I never thought tehillim requests would become spam

tehilim spamThis is dedicated to Yehuda who is really pissed off, I myself don’t really care, but I tried to put what he messaged me on Facebook into a blog friendly format…there is a nice version and a mean spirited version of what Yehuda may send back to you if you send him one of these, but his would contain many explitives.

Nice version:

Wow, I’m so happy that you took time out of your busy schedule to ask me to say tehillim for someone you know who may be in need of my prayers. I am kind of honored actually, I mean, doesn’t that mean you trust that my prayers mean something. Does that mean you think I am on a high enough madreiga that you would request me to be of service to you – wow that’s pretty cool, considering the fact you don’t know me.

Evil road rage version:

I’m sick and tired of your chain mail tehillim requests, the 90’s was for those spammy chain letters that promised me money and love.
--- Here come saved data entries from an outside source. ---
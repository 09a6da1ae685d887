//! Error taxonomy for calls made through the client layer.
//!
//! # Categories
//! - Transport: the request never produced an HTTP response (`Network`, `Timeout`)
//! - Parse: the body was not valid JSON
//! - Application (REST): non-2xx status or an envelope with `success: false`
//! - Application (GraphQL): `errors[]` present or `data` missing
//! - Boundary: the payload did not match the expected type

use std::time::Duration;

use serde_json::Value;
use thiserror::Error;

use crate::config::loader::ConfigError;

/// Errors surfaced by [`ApiClient`](crate::http::ApiClient) calls.
#[derive(Debug, Error)]
pub enum ApiError {
    /// The transport failed before a response arrived (DNS, refused, reset).
    #[error("{0}")]
    Network(String),

    /// The per-attempt deadline elapsed.
    #[error("Request timed out after {0:?}")]
    Timeout(Duration),

    /// The response body was not valid JSON.
    #[error("Failed to parse response: {status_text}")]
    Parse { status: u16, status_text: String },

    /// The server answered with a non-2xx status.
    #[error("{message}")]
    Http {
        status: u16,
        message: String,
        body: Value,
    },

    /// The GraphQL endpoint reported errors.
    #[error("{}", messages.join("\n"))]
    GraphQl { status: u16, messages: Vec<String> },

    /// A GraphQL response without a `data` field.
    #[error("GraphQL response contained no data")]
    MissingData,

    /// An envelope with `success: false`.
    #[error("{0}")]
    Application(String),

    /// The payload could not be decoded into the expected type.
    #[error("Response did not match expected schema: {0}")]
    SchemaMismatch(String),

    /// The request could not be built (bad header, bad URL, unserializable body).
    #[error("Invalid request: {0}")]
    InvalidRequest(String),

    /// The client could not be constructed from its configuration.
    #[error("Configuration error: {0}")]
    Config(#[from] ConfigError),
}

impl ApiError {
    /// HTTP status associated with the failure, if a response was received.
    pub fn status(&self) -> Option<u16> {
        match self {
            ApiError::Parse { status, .. }
            | ApiError::Http { status, .. }
            | ApiError::GraphQl { status, .. } => Some(*status),
            _ => None,
        }
    }

    /// True when no HTTP response was received at all.
    pub fn is_transport(&self) -> bool {
        matches!(self, ApiError::Network(_) | ApiError::Timeout(_))
    }
}

/// Result type for client operations.
pub type ApiResult<T> = Result<T, ApiError>;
You want me to pray for your aunts neighbor that is getting surgery in three weeks from now? Yeh, well don’t send it to me over facebook – that really shows you care – because I don’t!

See what you caused with tehillim request…anger and madness, I can’t take it anymore. Its one thing if you want me to join your zombie killing scrabble game, but I thought it would end at dumbass apps, but it didn’t. If not for you tehillim requests wouldn’t be considered spam – the lowest madreiga of all requests!